▸ **MATERIAL SHOWN**:

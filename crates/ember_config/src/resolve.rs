//! Unit resolution: anchoring each `[[units]]` entry to the project root.

use crate::error::ConfigError;
use crate::types::{ProjectConfig, UnitConfig};
use std::path::{Path, PathBuf};

/// A unit entry with its resolve directory made absolute.
///
/// The option and source strings are still raw; they are tokenized once,
/// when the unit is handed to the build engine.
#[derive(Debug, Clone)]
pub struct ResolvedUnit {
    /// Primary source as written, relative to `resolve_dir`.
    pub path: String,
    /// Absolute directory the unit's relative paths resolve against.
    pub resolve_dir: PathBuf,
    /// Raw unit-specific options string.
    pub options: Option<String>,
    /// Raw auxiliary sources string.
    pub sources: Option<String>,
}

impl ResolvedUnit {
    /// Returns the primary source path relative to the project root.
    pub fn root_relative(&self, project_dir: &Path) -> PathBuf {
        let absolute = ember_common::absolutize(Path::new(&self.path), &self.resolve_dir);
        ember_common::relative_to(&absolute, project_dir)
    }
}

/// Resolves the configured units, optionally restricted to `selection`.
///
/// A selection entry matches a unit either by its `path` as written or by its
/// project-root-relative path. Selected units keep declaration order. An entry
/// that matches nothing is an error.
pub fn resolve_units(
    config: &ProjectConfig,
    project_dir: &Path,
    selection: &[String],
) -> Result<Vec<ResolvedUnit>, ConfigError> {
    let all: Vec<ResolvedUnit> = config
        .units
        .iter()
        .map(|unit| resolve_one(unit, project_dir))
        .collect();

    if selection.is_empty() {
        return Ok(all);
    }

    for wanted in selection {
        let wanted_path = ember_common::normalize(Path::new(wanted));
        let found = all
            .iter()
            .any(|u| u.path == *wanted || u.root_relative(project_dir) == wanted_path);
        if !found {
            return Err(ConfigError::UnknownUnit(wanted.clone()));
        }
    }

    Ok(all
        .into_iter()
        .filter(|u| {
            let key = u.root_relative(project_dir);
            selection
                .iter()
                .any(|w| u.path == *w || key == ember_common::normalize(Path::new(w)))
        })
        .collect())
}

fn resolve_one(unit: &UnitConfig, project_dir: &Path) -> ResolvedUnit {
    let resolve_dir = match &unit.resolve_dir {
        Some(dir) => ember_common::absolutize(Path::new(dir), project_dir),
        None => ember_common::normalize(project_dir),
    };
    ResolvedUnit {
        path: unit.path.clone(),
        resolve_dir,
        options: unit.options.clone(),
        sources: unit.sources.clone(),
    }
}

#[cfg(test)]
mod tests {
    use super::*;
    use crate::loader::load_config_from_str;

    fn config() -> ProjectConfig {
        load_config_from_str(
            r#"
[[units]]
path = "src/a.cc"
options = "-O2"

[[units]]
path = "b.cpp"
resolve_dir = "lib"
sources = "c.cc"
"#,
        )
        .unwrap()
    }

    #[cfg(unix)]
    #[test]
    fn resolves_all_in_order() {
        let root = Path::new("/work/app");
        let units = resolve_units(&config(), root, &[]).unwrap();
        assert_eq!(units.len(), 2);
        assert_eq!(units[0].resolve_dir, PathBuf::from("/work/app"));
        assert_eq!(units[0].options.as_deref(), Some("-O2"));
        assert_eq!(units[1].resolve_dir, PathBuf::from("/work/app/lib"));
        assert_eq!(units[1].root_relative(root), PathBuf::from("lib/b.cpp"));
    }

    #[cfg(unix)]
    #[test]
    fn selects_by_written_or_root_relative_path() {
        let root = Path::new("/work/app");
        let by_written = resolve_units(&config(), root, &["b.cpp".to_string()]).unwrap();
        assert_eq!(by_written.len(), 1);
        assert_eq!(by_written[0].path, "b.cpp");

        let by_key = resolve_units(&config(), root, &["./lib/b.cpp".to_string()]).unwrap();
        assert_eq!(by_key.len(), 1);
        assert_eq!(by_key[0].sources.as_deref(), Some("c.cc"));
    }

    #[test]
    fn unknown_selection_errors() {
        let err = resolve_units(&config(), Path::new("/work/app"), &["zzz.cc".to_string()])
            .unwrap_err();
        assert!(matches!(err, ConfigError::UnknownUnit(ref u) if u == "zzz.cc"));
    }
}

▸ **WORK TO COMPLETE**: The expected answer is an exact copy of the lines above, beginning at the line with "directory made absolute." and ending at the line with "relative to the project root.", with both ends in.

▸ **ANSWER SECTION**:
/// A unit entry with its resolve directory made absolute.
///
/// The option and source strings are still raw; they are tokenized once,
/// when the unit is handed to the build engine.
#[derive(Debug, Clone)]
pub struct ResolvedUnit {
    /// Primary source as written, relative to `resolve_dir`.
    pub path: String,
    /// Absolute directory the unit's relative paths resolve against.
    pub resolve_dir: PathBuf,
    /// Raw unit-specific options string.
    pub options: Option<String>,
    /// Raw auxiliary sources string.
    pub sources: Option<String>,
}

impl ResolvedUnit {
    /// Returns the primary source path relative to the project root.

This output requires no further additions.